Allstate Financial outlook
We plan to continue to increase premiums and contract charges on underwritten insurance products and develop
products our customers need for retirement income.
Our growth initiatives will be primarily focused on increasing the number of customers served through our
proprietary and Allstate Benefits (workplace distribution) channels.
We will continue to focus on improving returns and reducing our concentration in spread based products resulting
in net reductions in contractholder funds obligations.
We expect increases in Allstate Financial’s attributed GAAP equity as there may be limitations on the amount of
dividends Allstate Financial companies can pay without prior approval by their insurance departments.
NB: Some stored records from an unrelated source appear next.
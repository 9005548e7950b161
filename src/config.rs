//! Process configuration read from the environment (after `dotenvy` has loaded `.env`).

use std::env;
use std::str::FromStr;
use std::time::Duration;
use thiserror::Error;

#[derive(Debug, Error)]
pub enum ConfigError {
    #[error("missing required environment variable {0}")]
    Missing(&'static str),
    #[error("environment variable {name} has an invalid value {value:?}")]
    Invalid { name: &'static str, value: String },
}

#[derive(Clone, Debug)]
pub struct GatewayConfig {
    pub base_url: String,
    pub secret_key: String,
    pub timeout: Duration,
}

#[derive(Clone, Debug)]
pub struct ReconcileConfig {
    /// Further verifications allowed after an indeterminate one.
    pub retry_limit: u32,
    /// Delay of the single fallback re-check.
    pub retry_delay: Duration,
    /// Undecided sessions older than this are dropped; their orders stay pending.
    pub session_ttl: Duration,
}

impl Default for ReconcileConfig {
    fn default() -> Self {
        Self { retry_limit: 1, retry_delay: Duration::from_millis(5_000), session_ttl: Duration::from_secs(1_800) }
    }
}

#[derive(Clone, Debug)]
pub struct AppConfig {
    pub port: u16,
    pub database_url: Option<String>,
    pub nats_url: Option<String>,
    pub currency: String,
    pub admin_token: String,
    pub support_link: String,
    pub gateway: GatewayConfig,
    pub reconcile: ReconcileConfig,
}

impl AppConfig {
    pub fn from_env() -> Result<Self, ConfigError> {
        let defaults = ReconcileConfig::default();
        Ok(Self {
            port: parsed("PORT")?.unwrap_or(8083),
            database_url: optional("DATABASE_URL"),
            nats_url: optional("NATS_URL"),
            currency: optional("CURRENCY").unwrap_or_else(|| "GHS".to_string()).to_uppercase(),
            admin_token: required("ADMIN_TOKEN")?,
            support_link: optional("SUPPORT_LINK").unwrap_or_else(|| "https://wa.me/".to_string()),
            gateway: GatewayConfig {
                base_url: optional("GATEWAY_BASE_URL").unwrap_or_else(|| "https://api.paystack.co".to_string()),
                secret_key: required("GATEWAY_SECRET_KEY")?,
                timeout: Duration::from_millis(parsed("GATEWAY_TIMEOUT_MS")?.unwrap_or(15_000)),
            },
            reconcile: ReconcileConfig {
                retry_limit: parsed("VERIFY_RETRY_LIMIT")?.unwrap_or(defaults.retry_limit),
                retry_delay: parsed("VERIFY_RETRY_DELAY_MS")?.map(Duration::from_millis).unwrap_or(defaults.retry_delay),
                session_ttl: parsed("SESSION_TTL_SECS")?.map(Duration::from_secs).unwrap_or(defaults.session_ttl),
            },
        })
    }
}

fn optional(name: &'static str) -> Option<String> {
    env::var(name).ok().filter(|v| !v.trim().is_empty())
}

fn required(name: &'static str) -> Result<String, ConfigError> {
    optional(name).ok_or(ConfigError::Missing(name))
}

fn parsed<T: FromStr>(name: &'static str) -> Result<Option<T>, ConfigError> {
    optional(name)
        .map(|value| value.trim().parse().map_err(|_| ConfigError::Invalid { name, value }))
        .transpose()
}
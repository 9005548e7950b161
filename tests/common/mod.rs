//! Shared fakes for the integration tests.

#![allow(dead_code)]

use async_trait::async_trait;
use databundle_store::api::AppState;
use databundle_store::application::{CheckoutService, ReconciliationEngine, StatusService, VerificationClient};
use databundle_store::config::ReconcileConfig;
use databundle_store::domain::aggregates::{DataPackage, OrderDraft, OrderRecord, OrderStatus};
use databundle_store::domain::ports::{
    CheckoutHandle, CheckoutInit, GatewayError, GatewayStatus, GatewayTransaction, OrderStore, PaymentGateway, StoreError,
};
use databundle_store::domain::value_objects::{CustomerContact, Money, PackageRef, TrackingCode};
use databundle_store::infrastructure::events::LogEventPublisher;
use databundle_store::infrastructure::in_memory::{InMemoryCatalogStore, InMemoryOrderStore};
use std::collections::VecDeque;
use std::sync::atomic::{AtomicBool, AtomicUsize, Ordering};
use std::sync::{Arc, Mutex};
use std::time::Duration;
use uuid::Uuid;

pub const ADMIN_TOKEN: &str = "test-admin-token";

/// Wraps the in-memory store, counting status writes and optionally failing some.
#[derive(Default)]
pub struct CountingOrderStore {
    inner: InMemoryOrderStore,
    updates: AtomicUsize,
    failing_updates: AtomicUsize,
}

impl CountingOrderStore {
    pub fn update_calls(&self) -> usize { self.updates.load(Ordering::SeqCst) }
    pub fn fail_next_updates(&self, n: usize) { self.failing_updates.store(n, Ordering::SeqCst); }
}

#[async_trait]
impl OrderStore for CountingOrderStore {
    async fn create_order(&self, order: OrderRecord) -> Result<OrderRecord, StoreError> {
        self.inner.create_order(order).await
    }

    async fn update_status(&self, order_id: Uuid, status: OrderStatus) -> Result<OrderRecord, StoreError> {
        self.updates.fetch_add(1, Ordering::SeqCst);
        let failing = self.failing_updates.load(Ordering::SeqCst);
        if failing > 0 {
            self.failing_updates.store(failing - 1, Ordering::SeqCst);
            return Err(StoreError::Unavailable("injected write failure".into()));
        }
        self.inner.update_status(order_id, status).await
    }

    async fn find_by_id(&self, order_id: Uuid) -> Result<Option<OrderRecord>, StoreError> {
        self.inner.find_by_id(order_id).await
    }

    async fn find_by_tracking_code(&self, code: &TrackingCode) -> Result<Option<OrderRecord>, StoreError> {
        self.inner.find_by_tracking_code(code).await
    }

    async fn list_orders(&self, limit: u32, offset: u32) -> Result<Vec<OrderRecord>, StoreError> {
        self.inner.list_orders(limit, offset).await
    }
}

/// One scripted answer from the gateway's verify endpoint.
#[derive(Clone, Debug)]
pub enum Reply {
    Status(&'static str, i64, &'static str),
    Transport,
    UnknownReference,
}

impl Reply {
    pub fn paid(amount_minor: i64) -> Self { Self::Status("success", amount_minor, "GHS") }

    fn into_result(self) -> Result<GatewayTransaction, GatewayError> {
        match self {
            Self::Status(status, amount_minor, currency) => Ok(GatewayTransaction {
                status: GatewayStatus::parse(status),
                amount_minor,
                currency: currency.to_string(),
            }),
            Self::Transport => Err(GatewayError::Transport("connection reset".into())),
            Self::UnknownReference => Err(GatewayError::UnknownReference("unknown".into())),
        }
    }
}

/// Gateway whose verify answers are scripted; once the script runs out it repeats `fallback`.
pub struct ScriptedGateway {
    script: Mutex<VecDeque<Reply>>,
    fallback: Reply,
    delay: Duration,
    verify_calls: AtomicUsize,
    initiated: Mutex<Vec<CheckoutInit>>,
    refuse_checkout: AtomicBool,
}

impl ScriptedGateway {
    pub fn new(fallback: Reply) -> Self {
        Self {
            script: Mutex::new(VecDeque::new()),
            fallback,
            delay: Duration::ZERO,
            verify_calls: AtomicUsize::new(0),
            initiated: Mutex::new(Vec::new()),
            refuse_checkout: AtomicBool::new(false),
        }
    }

    pub fn with_delay(mut self, delay: Duration) -> Self { self.delay = delay; self }

    pub fn then(self, replies: impl IntoIterator<Item = Reply>) -> Self {
        self.script.lock().unwrap().extend(replies);
        self
    }

    pub fn refuse_checkout(&self) { self.refuse_checkout.store(true, Ordering::SeqCst); }
    pub fn verify_calls(&self) -> usize { self.verify_calls.load(Ordering::SeqCst) }
    pub fn initiated(&self) -> Vec<CheckoutInit> { self.initiated.lock().unwrap().clone() }
}

#[async_trait]
impl PaymentGateway for ScriptedGateway {
    async fn initiate_checkout(&self, request: CheckoutInit) -> Result<CheckoutHandle, GatewayError> {
        if !self.delay.is_zero() {
            tokio::time::sleep(self.delay).await;
        }
        if self.refuse_checkout.load(Ordering::SeqCst) {
            return Err(GatewayError::Transport("gateway down".into()));
        }
        let reference = request.reference.to_string();
        self.initiated.lock().unwrap().push(request);
        Ok(CheckoutHandle {
            authorization_url: format!("https://checkout.test/{reference}"),
            access_code: Some(format!("ac_{reference}")),
            reference,
        })
    }

    async fn verify_transaction(&self, _reference: &TrackingCode) -> Result<GatewayTransaction, GatewayError> {
        self.verify_calls.fetch_add(1, Ordering::SeqCst);
        if !self.delay.is_zero() {
            tokio::time::sleep(self.delay).await;
        }
        let next = self.script.lock().unwrap().pop_front();
        next.unwrap_or_else(|| self.fallback.clone()).into_result()
    }
}

pub struct Harness {
    pub store: Arc<CountingOrderStore>,
    pub catalog: Arc<InMemoryCatalogStore>,
    pub gateway: Arc<ScriptedGateway>,
    pub engine: ReconciliationEngine,
    pub checkout: Arc<CheckoutService>,
}

/// Re-checks far in the future unless a test asks otherwise.
pub fn quiet_config() -> ReconcileConfig {
    ReconcileConfig { retry_delay: Duration::from_secs(3_600), ..ReconcileConfig::default() }
}

impl Harness {
    pub fn new(gateway: ScriptedGateway) -> Self {
        Self::with_config(gateway, quiet_config())
    }

    pub fn with_config(gateway: ScriptedGateway, config: ReconcileConfig) -> Self {
        let store = Arc::new(CountingOrderStore::default());
        let catalog = Arc::new(InMemoryCatalogStore::with_default_packages("GHS"));
        let gateway = Arc::new(gateway);
        let engine = ReconciliationEngine::new(store.clone(), VerificationClient::new(gateway.clone()), Arc::new(LogEventPublisher), config);
        let checkout = Arc::new(CheckoutService::new(
            catalog.clone(), store.clone(), gateway.clone(), engine.clone(), Arc::new(LogEventPublisher), "GHS",
        ));
        Self { store, catalog, gateway, engine, checkout }
    }

    /// Stores a PENDING 5GB order (22.00 GHS) directly and opens its session.
    pub async fn pending_order(&self, code: &str) -> OrderRecord {
        let package = DataPackage::new(PackageRef::new("p5"), "5GB MTN", 5, Money::from_minor_units(2200, "GHS"), true);
        let order = self.store.create_order(OrderRecord::create(OrderDraft {
            tracking_code: TrackingCode::parse(code).unwrap(),
            customer_contact: CustomerContact::new("0241111222").unwrap(),
            package,
        })).await.unwrap();
        self.engine.open_session(&order).await.unwrap();
        order
    }

    pub async fn stored_status(&self, order: &OrderRecord) -> OrderStatus {
        self.store.find_by_id(order.id()).await.unwrap().unwrap().status()
    }

    pub fn app_state(&self) -> AppState {
        AppState {
            checkout: self.checkout.clone(),
            engine: self.engine.clone(),
            status: StatusService::new(self.store.clone()),
            catalog: self.catalog.clone(),
            orders: self.store.clone(),
            admin_token: ADMIN_TOKEN.into(),
            support_link: "https://wa.me/233000000000".into(),
        }
    }
}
We expect lower investment spread due to reduced contractholder funds, the continuing low interest rate
environment and changes in asset allocations. The amount by which the low interest rate environment will reduce
our investment spread is contingent on our ability to maintain the portfolio yield and lower interest crediting rates
on spread based products, which could be limited by market conditions, regulatory minimum rates or contractual
minimum rate guarantees, and may not match the timing or magnitude of changes in asset yields. We also
anticipate changing our asset allocation for long-term immediate annuities by reducing fixed income securities and
increasing investments in limited partnerships, equities and other alternative investments. This shift could result in
lower and more volatile investment income; however, we anticipate that this strategy will lead to higher total returns
and attributed equity.
Summary analysis Summarized financial data for the years ended December 31 is presented in the following
table.
($ in millions) 2011 2010 2009
Revenues
Life and annuity premiums and contract charges $ 2,238 $ 2,168 $ 1,958
Net investment income 2,716 2,853 3,064
Realized capital gains and losses 388 (517) (431)
Total revenues 5,342 4,504 4,591
Costs and expenses
Life and annuity contract benefits (1,761) (1,815) (1,617)
Interest credited to contractholder funds (1,645) (1,807) (2,126)
Amortization of DAC (593) (356) (965)
Operating costs and expenses (455) (469) (430)
Restructuring and related charges (1) 3 (25)
Total costs and expenses (4,455) (4,444) (5,163)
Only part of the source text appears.